15h30 - 15h55
Capturing Endogneity of Bicycle Sharing System Infrastructure on Usage: Evidence from BIXI Montreal
With the growing installation of bicycle sharing systems across the world there is substantial interest on examining the influence of bicycle infrastructure (number of station and station capacity), land-use and built environment on bicycle usage. A majority of these studies consider bicycle infrastructure as exogenous to modeling demand. However, the decision process of bicycle infrastructure installation considers the influence of land-use and built environment. In cases where the bicycle infrastructure is closely related to the land-use and urban form it is important to recognize that developing models treating the bicycle infrastructure as exogenous to the dependent variable (bicycle demand) might lead to incorrect and biased model estimations. In this study, we address this challenge by proposing a joint decision process composed of three choice processes. The first process considers the bicycle infrastructure installation process while the second and third processes consider bicycle usage characterized as arrivals and departures respectively. In this modeling framework we allow for potential correlations across the three choice systems. We consider an ordered representation for all the variables yielding a three dimensional panel ordered formulation. In addition, in our approach, we recognize that hourly arrivals and departures at the same station are likely to be influenced by common unobserved factors. To accommodate this, we adopt a repeated observation based panel ordered logit model. At the same time, the framework developed recognizes that BSS infrastructure model is a one-time decision variable (unlike repeated observations of usage).

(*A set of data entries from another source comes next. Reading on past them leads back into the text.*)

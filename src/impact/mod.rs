//! Impact consequence estimation.
//!
//! Turns an impactor's size, speed and density into:
//! - Kinetic energy (joules and megatons of TNT)
//! - Final crater diameter (piecewise empirical scaling, after Collins et al. 2005)
//! - Blast radius (fixed multiple of the crater)
//! - Equivalent seismic moment magnitude
//!
//! Everything here is closed-form arithmetic with no I/O, so `compute` is safe
//! to call from any thread.

mod simulation;

#[cfg(test)]
mod proptest_impact;

use std::f64::consts::PI;

use bevy::prelude::Resource;

use crate::types::{DEFAULT_DENSITY_KG_M3, JOULES_PER_MEGATON_TNT, KM_TO_METERS};

pub use simulation::{ImpactOutcome, ImpactPlugin, LastImpact, SimulateImpact, run_simulation};

/// Errors raised by the impact estimator.
#[derive(thiserror::Error, Debug, Clone, PartialEq)]
pub enum ImpactError {
    #[error("invalid {field}: {value} (must be positive and finite)")]
    InvalidInput { field: &'static str, value: f64 },

    #[error("invalid model constant {field}: {value}")]
    InvalidModel { field: &'static str, value: f64 },
}

/// Physical description of the impactor.
#[derive(Clone, Copy, Debug, PartialEq)]
pub struct ImpactInput {
    /// Object diameter (m).
    pub diameter_m: f64,
    /// Velocity at impact (km/s).
    pub velocity_km_s: f64,
    /// Bulk density (kg/m³). Rocky asteroids default to 3000.
    pub density_kg_m3: f64,
}

impl ImpactInput {
    /// Create an input for a rocky asteroid.
    pub fn new(diameter_m: f64, velocity_km_s: f64) -> Self {
        Self {
            diameter_m,
            velocity_km_s,
            density_kg_m3: DEFAULT_DENSITY_KG_M3,
        }
    }

    /// Override the bulk density.
    pub fn with_density(mut self, density_kg_m3: f64) -> Self {
        self.density_kg_m3 = density_kg_m3;
        self
    }

    /// Check that every field is strictly positive and finite.
    pub fn validate(&self) -> Result<(), ImpactError> {
        for (field, value) in [
            ("diameter_m", self.diameter_m),
            ("velocity_km_s", self.velocity_km_s),
            ("density_kg_m3", self.density_kg_m3),
        ] {
            if !value.is_finite() || value <= 0.0 {
                return Err(ImpactError::InvalidInput { field, value });
            }
        }
        Ok(())
    }

    /// Diameter in kilometers.
    pub fn diameter_km(&self) -> f64 {
        self.diameter_m / KM_TO_METERS
    }

    /// Mass of a homogeneous sphere with this diameter and density (kg).
    pub fn mass_kg(&self) -> f64 {
        let r = self.diameter_m / 2.0;
        let volume = (4.0 / 3.0) * PI * r.powi(3);
        self.density_kg_m3 * volume
    }

    /// Kinetic energy at impact (J).
    ///
    /// E = ½ m v², with v converted to m/s
    pub fn kinetic_energy_j(&self) -> f64 {
        let v = self.velocity_km_s * KM_TO_METERS;
        0.5 * self.mass_kg() * v * v
    }
}

/// Estimated consequences of a single impact.
///
/// Every field is finite for physically meaningful inputs. Inputs large enough
/// to overflow `f64` (diameters around 1e100 m) yield infinite energy and
/// magnitude instead of an error; the crater stays finite.
#[derive(Clone, Copy, Debug, PartialEq)]
pub struct ImpactResult {
    /// Kinetic energy (J).
    pub energy_joules: f64,
    /// Kinetic energy in megatons of TNT.
    pub energy_megatons_tnt: f64,
    /// Final crater diameter (km). Never below the model's crater floor.
    pub crater_diameter_km: f64,
    /// Radius of severe blast damage (km).
    pub blast_radius_km: f64,
    /// Equivalent earthquake moment magnitude (Mw).
    pub seismic_magnitude_mw: f64,
}

/// Which branch of the crater scaling law applies.
#[derive(Clone, Copy, Debug, PartialEq, Eq)]
pub enum CraterRegime {
    /// Sub-50 m bodies: mostly disrupted in the atmosphere, weak velocity dependence.
    SmallBody,
    /// Larger bodies: logarithmic diameter gain with square-root velocity dependence.
    LargeBody,
}

/// Empirical constants of the scaling model.
///
/// The defaults are the published approximation. The blast and magnitude
/// constants in particular are placeholders and can be tuned per instance.
#[derive(Resource, Clone, Debug, PartialEq)]
pub struct ImpactModel {
    /// Bodies below this diameter (km) use the small-body crater formula.
    pub small_body_limit_km: f64,
    /// Smallest crater diameter ever reported (km).
    pub crater_floor_km: f64,
    /// Crater-to-impactor diameter ratio for small bodies.
    pub small_body_crater_ratio: f64,
    /// Velocity exponent for small bodies.
    pub small_body_velocity_exponent: f64,
    /// Crater multiplier before diameter/velocity gain (large bodies).
    pub base_crater_multiplier: f64,
    /// Gain applied to log10(d_km + 1) (large bodies).
    pub diameter_gain: f64,
    /// Velocity exponent for large bodies.
    pub large_body_velocity_exponent: f64,
    /// Lower clamp for the large-body multiplier.
    pub min_crater_multiplier: f64,
    /// Upper clamp for the large-body multiplier.
    pub max_crater_multiplier: f64,
    /// Velocity the scaling law is normalised to (km/s).
    pub reference_velocity_km_s: f64,
    /// Blast radius as a multiple of crater diameter.
    pub blast_radius_multiplier: f64,
    /// Offset in Mw = (log10 E - offset) / divisor.
    pub magnitude_offset: f64,
    /// Divisor in Mw = (log10 E - offset) / divisor.
    pub magnitude_divisor: f64,
}

impl Default for ImpactModel {
    fn default() -> Self {
        Self {
            small_body_limit_km: 0.05,
            crater_floor_km: 0.001,
            small_body_crater_ratio: 0.6,
            small_body_velocity_exponent: 0.25,
            base_crater_multiplier: 12.0,
            diameter_gain: 4.0,
            large_body_velocity_exponent: 0.5,
            min_crater_multiplier: 3.0,
            max_crater_multiplier: 45.0,
            reference_velocity_km_s: 20.0,
            blast_radius_multiplier: 3.0,
            magnitude_offset: 4.8,
            magnitude_divisor: 1.5,
        }
    }
}

impl ImpactModel {
    /// Check that every constant is finite and the multiplier clamp is ordered.
    ///
    /// # Errors
    /// `ImpactError::InvalidModel` naming the first offending constant.
    pub fn validate(&self) -> Result<(), ImpactError> {
        let constants = [
            ("small_body_limit_km", self.small_body_limit_km),
            ("crater_floor_km", self.crater_floor_km),
            ("small_body_crater_ratio", self.small_body_crater_ratio),
            ("small_body_velocity_exponent", self.small_body_velocity_exponent),
            ("base_crater_multiplier", self.base_crater_multiplier),
            ("diameter_gain", self.diameter_gain),
            ("large_body_velocity_exponent", self.large_body_velocity_exponent),
            ("min_crater_multiplier", self.min_crater_multiplier),
            ("max_crater_multiplier", self.max_crater_multiplier),
            ("reference_velocity_km_s", self.reference_velocity_km_s),
            ("blast_radius_multiplier", self.blast_radius_multiplier),
            ("magnitude_offset", self.magnitude_offset),
            ("magnitude_divisor", self.magnitude_divisor),
        ];
        if let Some(&(field, value)) = constants.iter().find(|(_, v)| !v.is_finite()) {
            return Err(ImpactError::InvalidModel { field, value });
        }

        if self.max_crater_multiplier < self.min_crater_multiplier {
            return Err(ImpactError::InvalidModel {
                field: "max_crater_multiplier",
                value: self.max_crater_multiplier,
            });
        }
        if self.reference_velocity_km_s <= 0.0 {
            return Err(ImpactError::InvalidModel {
                field: "reference_velocity_km_s",
                value: self.reference_velocity_km_s,
            });
        }
        if self.magnitude_divisor == 0.0 {
            return Err(ImpactError::InvalidModel {
                field: "magnitude_divisor",
                value: self.magnitude_divisor,
            });
        }
        Ok(())
    }

    /// Classify an impactor by diameter (km).
    pub fn regime(&self, diameter_km: f64) -> CraterRegime {
        if diameter_km < self.small_body_limit_km {
            CraterRegime::SmallBody
        } else {
            CraterRegime::LargeBody
        }
    }

    /// Large-body crater-to-impactor ratio, after clamping.
    ///
    /// An inverted clamp resolves to the upper bound rather than panicking;
    /// `validate` reports it.
    pub fn crater_multiplier(&self, diameter_km: f64, velocity_km_s: f64) -> f64 {
        let diam_factor = (diameter_km + 1.0).log10() * self.diameter_gain;
        let vel_factor =
            (velocity_km_s / self.reference_velocity_km_s).powf(self.large_body_velocity_exponent);
        (self.base_crater_multiplier + diam_factor * vel_factor)
            .max(self.min_crater_multiplier)
            .min(self.max_crater_multiplier)
    }

    /// Final crater diameter (km) for an impactor of `diameter_km` at `velocity_km_s`.
    pub fn estimate_crater_km(&self, diameter_km: f64, velocity_km_s: f64) -> f64 {
        let crater_km = match self.regime(diameter_km) {
            CraterRegime::SmallBody => {
                let vel_factor = (velocity_km_s / self.reference_velocity_km_s)
                    .powf(self.small_body_velocity_exponent);
                diameter_km * self.small_body_crater_ratio * vel_factor
            }
            CraterRegime::LargeBody => {
                diameter_km * self.crater_multiplier(diameter_km, velocity_km_s)
            }
        };
        crater_km.max(self.crater_floor_km)
    }

    /// Equivalent moment magnitude for an energy release (J).
    ///
    /// Returns 0 for non-positive energy.
    pub fn seismic_magnitude(&self, energy_joules: f64) -> f64 {
        if energy_joules > 0.0 {
            (energy_joules.log10() - self.magnitude_offset) / self.magnitude_divisor
        } else {
            0.0
        }
    }

    /// Estimate all consequences of an impact.
    ///
    /// # Errors
    /// `ImpactError::InvalidInput` if any input is non-positive, NaN or infinite.
    /// `ImpactError::InvalidModel` if the model's constants are unusable.
    pub fn compute(&self, input: &ImpactInput) -> Result<ImpactResult, ImpactError> {
        self.validate()?;
        input.validate()?;

        let energy_joules = input.kinetic_energy_j();
        let crater_diameter_km = self.estimate_crater_km(input.diameter_km(), input.velocity_km_s);

        Ok(ImpactResult {
            energy_joules,
            energy_megatons_tnt: energy_joules / JOULES_PER_MEGATON_TNT,
            crater_diameter_km,
            blast_radius_km: crater_diameter_km * self.blast_radius_multiplier,
            seismic_magnitude_mw: self.seismic_magnitude(energy_joules),
        })
    }
}

/// Estimate impact consequences with the default model.
pub fn compute(input: &ImpactInput) -> Result<ImpactResult, ImpactError> {
    ImpactModel::default().compute(input)
}

/// Crater diameter (km) under the default model.
pub fn estimate_crater_km(diameter_km: f64, velocity_km_s: f64) -> f64 {
    ImpactModel::default().estimate_crater_km(diameter_km, velocity_km_s)
}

The proposed model is estimated using data compiled from the Montreal BIXI system from April to August 2012.
15h55 - 16h20
Comparison of Route Choice Models' Predictive Performance
Route choice models are used to predict the path an individual will choose to travel on a network conditional on his origin and destination. These models are important to many transport related applications and models that are often used in practice, such as path size logit (PSL), are based on choice sets of paths. Recently, a link-based recursive logit model (RL) was proposed where route choice is modeled as a sequence of link choices without any restrictions to the network. In this talk we discuss issues related to comparing the prediction performance of PSL and RL. Moreover we present an empirical comparison using cross validation.
16h20 - 16h45
Network Capacity Control under a Non-Parametric Choice Model of Demand
One of the most powerful and simple approaches to model a customer’s choice behavior, with the aim to predict his choice decision facing different options, is non-parametric choice modeling of demand. In this approach, each arriving customer chooses from available alternatives according to an ordered preference list of products. If the customer's most preferred product is not available, he substitutes it with the next lower rank product in his ordered preference list.

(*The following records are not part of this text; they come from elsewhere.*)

//! Phosphor icon definitions for the UI.
//!
//! Icons are initialized via `setup_fonts` when the app starts.

use bevy::prelude::*;
use bevy_egui::{EguiContexts, egui};

/// Resource to track if fonts have been initialized.
#[derive(Resource, Default)]
pub struct FontsInitialized(pub bool);

/// System to initialize Phosphor icon fonts.
/// Runs in EguiPrimaryContextPass where the egui context is guaranteed to be ready.
pub fn setup_fonts(mut contexts: EguiContexts, mut initialized: ResMut<FontsInitialized>) {
    if initialized.0 {
        return;
    }

    let Ok(ctx) = contexts.ctx_mut() else {
        return;
    };

    let mut fonts = egui::FontDefinitions::default();
    egui_phosphor::add_to_fonts(&mut fonts, egui_phosphor::Variant::Regular);

    ctx.set_fonts(fonts);
    initialized.0 = true;

    info!("Phosphor icon fonts initialized");
}

// Browse all icons at https://phosphoricons.com/

/// Catalog / satellite icon
pub const CATALOG: &str = egui_phosphor::regular::PLANET;
/// Download / fetch icon
pub const FETCH: &str = egui_phosphor::regular::CLOUD_ARROW_DOWN;
/// Search icon
pub const SEARCH: &str = egui_phosphor::regular::MAGNIFYING_GLASS;
/// Impact icon
pub const IMPACT: &str = egui_phosphor::regular::SHOOTING_STAR;
/// Energy icon
pub const ENERGY: &str = egui_phosphor::regular::LIGHTNING;
/// Crater icon
pub const CRATER: &str = egui_phosphor::regular::CIRCLE_DASHED;
/// Blast radius icon
pub const BLAST: &str = egui_phosphor::regular::CROSSHAIR;
/// Seismic icon
pub const SEISMIC: &str = egui_phosphor::regular::WAVE_SINE;

// Status icons
/// Warning/alert icon
pub const WARNING: &str = egui_phosphor::regular::WARNING;
/// Success/check icon
pub const SUCCESS: &str = egui_phosphor::regular::CHECK_CIRCLE;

In this research, we propose a new mathematical programming approach to compute optimal allocation of resources under a non-parametric choice model of demand. We develop a modified column generation algorithm to efficiently solve large scale, real world practical problems. The computational results show that the approach outperforms alternative models.
16h45 - 17h10
Decomposition Method and a Recursive Mixture Logit for Route Choice Analysis
The multinomial logit (MNL) model is in general used for analyzing route choices in real networks. Recently, Fosgerau et al. (2013) proposed the link based recursive multinomial logit (RL) which is based on the underlying assumption that any path in the network is feasible and belongs to the universal choice set. The RL model is theoretically superior to the well-known sampling approach because it can be consistently estimated and efficiently used for prediction. However, the estimation requires solving a system of linear equation per observation whch raises computational concerns. We therefore propose the decomposition approach that significantly speeds up the estimation and a mixed recursive logit model which is based on the mixed logit idea. Our numerical results are based on the Borlange network in Sweden. This network is composed of 3077 nodes and 7459 links and it is uncongested so travel times are assumed static and deterministic. The sample of real path observations consists of 1832 with 466 destinations, 1420 different origin-destination (OD) pairs and more than 37,000 link choices.